Pero este barco, que pertenece a la sociedad cooperativa Whale Watch, tiene una historia muy instructiva : todo comenzó en 1987. En ese momento, el pequeño pueblo de Kaikoura estaba muy afectado por el declive económico de la región. El desempleo se volvió endémico y la comunidad maorí local, que comprende la mayor parte de la población, se estaba volviendo más pobre. « ¿Qué hacer? », Pues preguntar a los líderes Kati Kuri, la población indígena maorí de Kaikoura. Billy Solomon, uno de ellos, dio una idea: ¿qué les parece si los cachalotes, que tenemos a la vista durante todo el año alrededor de la ciudad, son nuestra solución?
El proyecto va mejorando: el turismo de Nueva Zelanda va creciendo, la idea es atraer visitantes aquí, ofrecerles una excursión para ver las ballenas. Efectivamente, los jefes maories preparan papeles y papeles confiando en que los bancos de la región les ayuden. Allí, los escuchan muy educadamente. Pero la respuesta es siempre la misma: rotundo no a darles un crédito para comprar un barco …

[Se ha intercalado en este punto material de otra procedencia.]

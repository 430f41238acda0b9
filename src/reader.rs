// SPDX-License-Identifier: MIT

//! Rebuffering reader over a chunked transport.
//!
//! [`RebufferingReader`] pulls a new chunk from its [`ChunkSource`] only when
//! the [`PushbackStack`] it owns has run dry, and lets callers push bytes back
//! to the front of the stream with the `buffer*` methods. Every read is an
//! `async fn` whose only suspension point is the pull; sources that never
//! suspend implement [`BlockingSource`] and get `*_blocking` wrappers that
//! drive the very same futures to completion.

use crate::error::{MultipartError, Result};
use crate::stack::{LineRead, PushbackStack};
use encoding_rs::{Encoding, UTF_16BE, UTF_16LE, UTF_8};
use futures::io::{AsyncRead, AsyncReadExt};
use log::{debug, trace};
use std::future::Future;
use std::io::{self, Read};
use std::ops::Range;
use std::sync::Arc;
use std::sync::atomic::{AtomicBool, Ordering};

/// Default number of bytes requested from the transport per pull
pub const DEFAULT_CHUNK_SIZE: usize = 4096;

/// The transport feeding raw bytes to the reader.
///
/// `pull` fills at most `buf.len()` bytes and returns how many were written.
/// Returning zero signals end of input.
pub trait ChunkSource {
    fn pull(&mut self, buf: &mut [u8]) -> impl Future<Output = io::Result<usize>>;
}

/// Marker for sources whose `pull` future is ready on first poll.
pub trait BlockingSource: ChunkSource {}

/// Blocking source over any [`std::io::Read`]
#[derive(Debug)]
pub struct ReadSource<R> {
    inner: R,
}

impl<R: Read> ReadSource<R> {
    pub fn new(inner: R) -> Self {
        Self { inner }
    }

    pub fn into_inner(self) -> R {
        self.inner
    }
}

impl<R: Read> ChunkSource for ReadSource<R> {
    fn pull(&mut self, buf: &mut [u8]) -> impl Future<Output = io::Result<usize>> {
        let result = loop {
            match self.inner.read(buf) {
                Err(e) if e.kind() == io::ErrorKind::Interrupted => continue,
                other => break other,
            }
        };
        std::future::ready(result)
    }
}

impl<R: Read> BlockingSource for ReadSource<R> {}

/// Suspendable source over any [`futures::io::AsyncRead`]
#[derive(Debug)]
pub struct AsyncReadSource<R> {
    inner: R,
}

impl<R: AsyncRead + Unpin> AsyncReadSource<R> {
    pub fn new(inner: R) -> Self {
        Self { inner }
    }

    pub fn into_inner(self) -> R {
        self.inner
    }
}

impl<R: AsyncRead + Unpin> ChunkSource for AsyncReadSource<R> {
    async fn pull(&mut self, buf: &mut [u8]) -> io::Result<usize> {
        loop {
            match self.inner.read(buf).await {
                Err(e) if e.kind() == io::ErrorKind::Interrupted => continue,
                other => return other,
            }
        }
    }
}

/// Cooperative cancellation flag, checked right before each transport pull
#[derive(Debug, Clone, Default)]
pub struct Cancellation {
    flag: Arc<AtomicBool>,
}

impl Cancellation {
    pub fn new() -> Self {
        Self::default()
    }

    pub fn cancel(&self) {
        self.flag.store(true, Ordering::SeqCst);
    }

    pub fn is_cancelled(&self) -> bool {
        self.flag.load(Ordering::SeqCst)
    }
}

/// Byte-order mark written by `encoding`, if it has one
pub fn preamble(encoding: &'static Encoding) -> &'static [u8] {
    if encoding == UTF_8 {
        &[0xEF, 0xBB, 0xBF]
    } else if encoding == UTF_16LE {
        &[0xFF, 0xFE]
    } else if encoding == UTF_16BE {
        &[0xFE, 0xFF]
    } else {
        &[]
    }
}

#[derive(Debug)]
enum BomState {
    /// Start of stream not settled yet; holds a strict prefix of the preamble
    Pending(Vec<u8>),
    Settled,
}

#[derive(Debug)]
pub struct RebufferingReader<S> {
    source: S,
    stack: PushbackStack,
    chunk_size: usize,
    encoding: &'static Encoding,
    cancellation: Option<Cancellation>,
    bom: BomState,
    bytes_pulled: u64,
    exhausted: bool,
}

impl<S: ChunkSource> RebufferingReader<S> {
    /// Creates a reader with UTF-8 and the default chunk size
    pub fn new(source: S) -> Self {
        Self {
            source,
            stack: PushbackStack::new(),
            chunk_size: DEFAULT_CHUNK_SIZE,
            encoding: UTF_8,
            cancellation: None,
            bom: BomState::Pending(Vec::new()),
            bytes_pulled: 0,
            exhausted: false,
        }
    }

    /// Creates a reader with an explicit encoding and chunk size
    pub fn with_options(
        source: S,
        encoding: &'static Encoding,
        chunk_size: usize,
    ) -> Result<Self> {
        if chunk_size == 0 {
            return Err(MultipartError::invalid_configuration(
                "chunk size must be greater than zero",
            ));
        }
        let mut reader = Self::new(source);
        reader.encoding = encoding;
        reader.chunk_size = chunk_size;
        Ok(reader)
    }

    /// Attaches a cancellation token checked before every pull
    pub fn with_cancellation(mut self, cancellation: Cancellation) -> Self {
        self.cancellation = Some(cancellation);
        self
    }

    pub fn chunk_size(&self) -> usize {
        self.chunk_size
    }

    pub fn encoding(&self) -> &'static Encoding {
        self.encoding
    }

    /// Total bytes received from the transport so far, BOM included
    pub fn bytes_pulled(&self) -> u64 {
        self.bytes_pulled
    }

    /// True once the transport reported end of input
    pub fn is_exhausted(&self) -> bool {
        self.exhausted
    }

    /// Adds `data` to the front of the stream
    pub fn buffer(&mut self, data: Vec<u8>) {
        self.stack.push(data);
    }

    /// Adds `range` of `data` to the front of the stream
    pub fn buffer_range(&mut self, data: Vec<u8>, range: Range<usize>) {
        self.stack.push_range(data, range);
    }

    pub fn buffer_slice(&mut self, data: &[u8]) {
        if !data.is_empty() {
            self.stack.push(data.to_vec());
        }
    }

    /// Adds `text`, encoded with the reader's encoding, to the front of the stream
    pub fn buffer_str(&mut self, text: &str) {
        let (bytes, _, _) = self.encoding.encode(text);
        self.stack.push(bytes.into_owned());
    }

    /// Splits the reader into its source and the bytes it still holds, in read order.
    ///
    /// A new reader built over the same source can be primed with those bytes
    /// through [`buffer`](Self::buffer), e.g. after a cancelled call.
    pub fn into_parts(mut self) -> (S, Vec<u8>) {
        let mut pending = vec![0u8; self.stack.len()];
        let copied = self.stack.read(&mut pending);
        pending.truncate(copied);
        (self.source, pending)
    }

    /// Reads a single byte, `None` at end of input
    pub async fn read_byte(&mut self) -> Result<Option<u8>> {
        loop {
            if let Some(byte) = self.stack.read_byte() {
                return Ok(Some(byte));
            }
            if !self.fill().await? {
                return Ok(None);
            }
        }
    }

    /// Reads until `buf` is full or the transport ends; returns the amount read
    pub async fn read(&mut self, buf: &mut [u8]) -> Result<usize> {
        let mut amount = 0;
        while amount < buf.len() {
            if !self.stack.has_data() && !self.fill().await? {
                break;
            }
            amount += self.stack.read(&mut buf[amount..]);
        }
        Ok(amount)
    }

    /// Decodes up to `count` characters into `out`; returns how many were produced
    pub async fn read_chars(&mut self, out: &mut String, count: usize) -> Result<usize> {
        let mut decoder = self.encoding.new_decoder_without_bom_handling();
        let mut produced = 0;
        while produced < count {
            if !self.stack.has_data() && !self.fill().await? {
                // Flush a sequence cut off by the end of input
                out.reserve(16);
                let before = out.len();
                let (_, _, _) = decoder.decode_to_string(&[], out, true);
                produced += out[before..].chars().count();
                break;
            }
            produced += self
                .stack
                .read_chars(&mut decoder, out, count - produced);
        }
        Ok(produced)
    }

    /// Reads the next line without its terminator.
    ///
    /// Returns `None` only when end of input is reached before any byte of a
    /// new line; a final line without terminator is still returned.
    pub async fn read_line(&mut self) -> Result<Option<Vec<u8>>> {
        let mut line = Vec::new();
        loop {
            if !self.stack.has_data() && !self.fill().await? {
                return Ok(if line.is_empty() { None } else { Some(line) });
            }
            if self.stack.read_line_into(&mut line) {
                return Ok(Some(line));
            }
        }
    }

    /// [`read_line`](Self::read_line) holding at most about `max` bytes.
    ///
    /// A returned line longer than `max` was cut short: it is too long, and
    /// the rest of it is still unread. Pulls stop as soon as the limit is
    /// passed.
    pub async fn read_line_limited(&mut self, max: usize) -> Result<Option<Vec<u8>>> {
        let mut line = Vec::new();
        loop {
            if !self.stack.has_data() && !self.fill().await? {
                return Ok(if line.is_empty() { None } else { Some(line) });
            }
            match self.stack.read_line_into_limited(&mut line, max) {
                LineRead::Pending => {}
                LineRead::Complete | LineRead::Overflow => return Ok(Some(line)),
            }
        }
    }

    /// Discards the rest of the current line without buffering it.
    ///
    /// Returns `false` if input ended before a terminator.
    pub async fn skip_line(&mut self) -> Result<bool> {
        let mut scratch = Vec::with_capacity(self.chunk_size);
        loop {
            if !self.stack.has_data() && !self.fill().await? {
                return Ok(false);
            }
            scratch.clear();
            if self.stack.read_line_into_limited(&mut scratch, self.chunk_size) == LineRead::Complete {
                return Ok(true);
            }
        }
    }

    /// [`read_line`](Self::read_line) decoded with the reader's encoding
    pub async fn read_line_string(&mut self) -> Result<Option<String>> {
        let line = self.read_line().await?;
        Ok(line.map(|bytes| {
            let (text, _) = self.encoding.decode_without_bom_handling(&bytes);
            text.into_owned()
        }))
    }

    /// Pulls one chunk onto the stack.
    ///
    /// Returns `false` only when the transport is finished and nothing new was
    /// pushed. This is the single suspension point of the reader.
    async fn fill(&mut self) -> Result<bool> {
        if self.exhausted {
            return Ok(false);
        }
        if self
            .cancellation
            .as_ref()
            .is_some_and(Cancellation::is_cancelled)
        {
            debug!(
                "Cancellation requested after {} bytes pulled",
                self.bytes_pulled
            );
            return Err(MultipartError::Cancelled);
        }

        let mut chunk = vec![0u8; self.chunk_size];
        let amount = self.source.pull(&mut chunk).await?;

        if amount == 0 {
            self.exhausted = true;
            trace!("Transport exhausted after {} bytes", self.bytes_pulled);
            // A dangling preamble prefix turned out to be plain data
            if let BomState::Pending(stash) = std::mem::replace(&mut self.bom, BomState::Settled) {
                if !stash.is_empty() {
                    self.stack.push(stash);
                    return Ok(true);
                }
            }
            return Ok(false);
        }

        self.bytes_pulled += amount as u64;
        chunk.truncate(amount);
        trace!("Pulled {amount} bytes ({} total)", self.bytes_pulled);

        if let Some((data, skip)) = self.settle_preamble(chunk) {
            let end = data.len();
            self.stack.push_range(data, skip..end);
        }
        Ok(true)
    }

    /// Strips the encoding's byte-order mark from the first bytes of the stream.
    ///
    /// Returns the bytes to push with the number of leading bytes to skip, or
    /// `None` while the bytes seen so far are still a strict prefix of the mark.
    fn settle_preamble(&mut self, chunk: Vec<u8>) -> Option<(Vec<u8>, usize)> {
        let mark = preamble(self.encoding);
        let BomState::Pending(stash) = &mut self.bom else {
            return Some((chunk, 0));
        };

        let data = if stash.is_empty() {
            chunk
        } else {
            let mut joined = std::mem::take(stash);
            joined.extend_from_slice(&chunk);
            joined
        };

        if !mark.is_empty() && data.len() < mark.len() && mark.starts_with(&data) {
            *stash = data;
            return None;
        }

        self.bom = BomState::Settled;
        if !mark.is_empty() && data.starts_with(mark) {
            debug!("Stripped {}-byte {} byte-order mark", mark.len(), self.encoding.name());
            Some((data, mark.len()))
        } else {
            Some((data, 0))
        }
    }
}

impl<S: BlockingSource> RebufferingReader<S> {
    pub fn read_byte_blocking(&mut self) -> Result<Option<u8>> {
        futures::executor::block_on(self.read_byte())
    }

    pub fn read_blocking(&mut self, buf: &mut [u8]) -> Result<usize> {
        futures::executor::block_on(self.read(buf))
    }

    pub fn read_chars_blocking(&mut self, out: &mut String, count: usize) -> Result<usize> {
        futures::executor::block_on(self.read_chars(out, count))
    }

    pub fn read_line_blocking(&mut self) -> Result<Option<Vec<u8>>> {
        futures::executor::block_on(self.read_line())
    }

    pub fn read_line_limited_blocking(&mut self, max: usize) -> Result<Option<Vec<u8>>> {
        futures::executor::block_on(self.read_line_limited(max))
    }

    pub fn skip_line_blocking(&mut self) -> Result<bool> {
        futures::executor::block_on(self.skip_line())
    }

    pub fn read_line_string_blocking(&mut self) -> Result<Option<String>> {
        futures::executor::block_on(self.read_line_string())
    }
}

impl<R: Read> RebufferingReader<ReadSource<R>> {
    /// Convenience constructor over a blocking reader
    pub fn from_read(inner: R) -> Self {
        Self::new(ReadSource::new(inner))
    }
}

Entonces, optan por una solución arriesgada: hipotecar sus casas para obtener el dinero necesario para el barco. El primero será un fueraborda inflable que desafía las condiciones difíciles del océano. Pero funciona: rápidamente, los visitantes son seducidos por estas expediciones durante las cuales casi está garantizado ver al menos un cetáceo (¡tanto es así que Whale Watch reembolsa el 80% del precio si no es el caso!). El bote pequeño se reemplaza por uno más grande, con una plataforma de observación. Y hoy, ya son cinco los catamaranes que están en servicio desde el puerto deportivo que fue necesario construir para garantizar estas salidas en el mar y acomodar adecuadamente a los turistas.
Whale Watch sigue siendo una pequeña empresa local, propiedad y operada por los indígenas Kati Kuri. Pero también es uno de los operadores turísticos más grandes del país, que, a través de su trabajo, ha transformado por completo la imagen de la pequeña ciudad, lo que ha supuesto la creación de una gran cantidad de establecimientos, ya sean cafeterías, restaurantes, galerías, hoteles… ¡Aquí, como en Europa, es sabido que los bancos iluminan las buenas ideas y saben cómo alentarlas!…
Los bancos, nuestros mejores amigos… el parque es impresionante y por el verano debe ser espectacular con esas playas.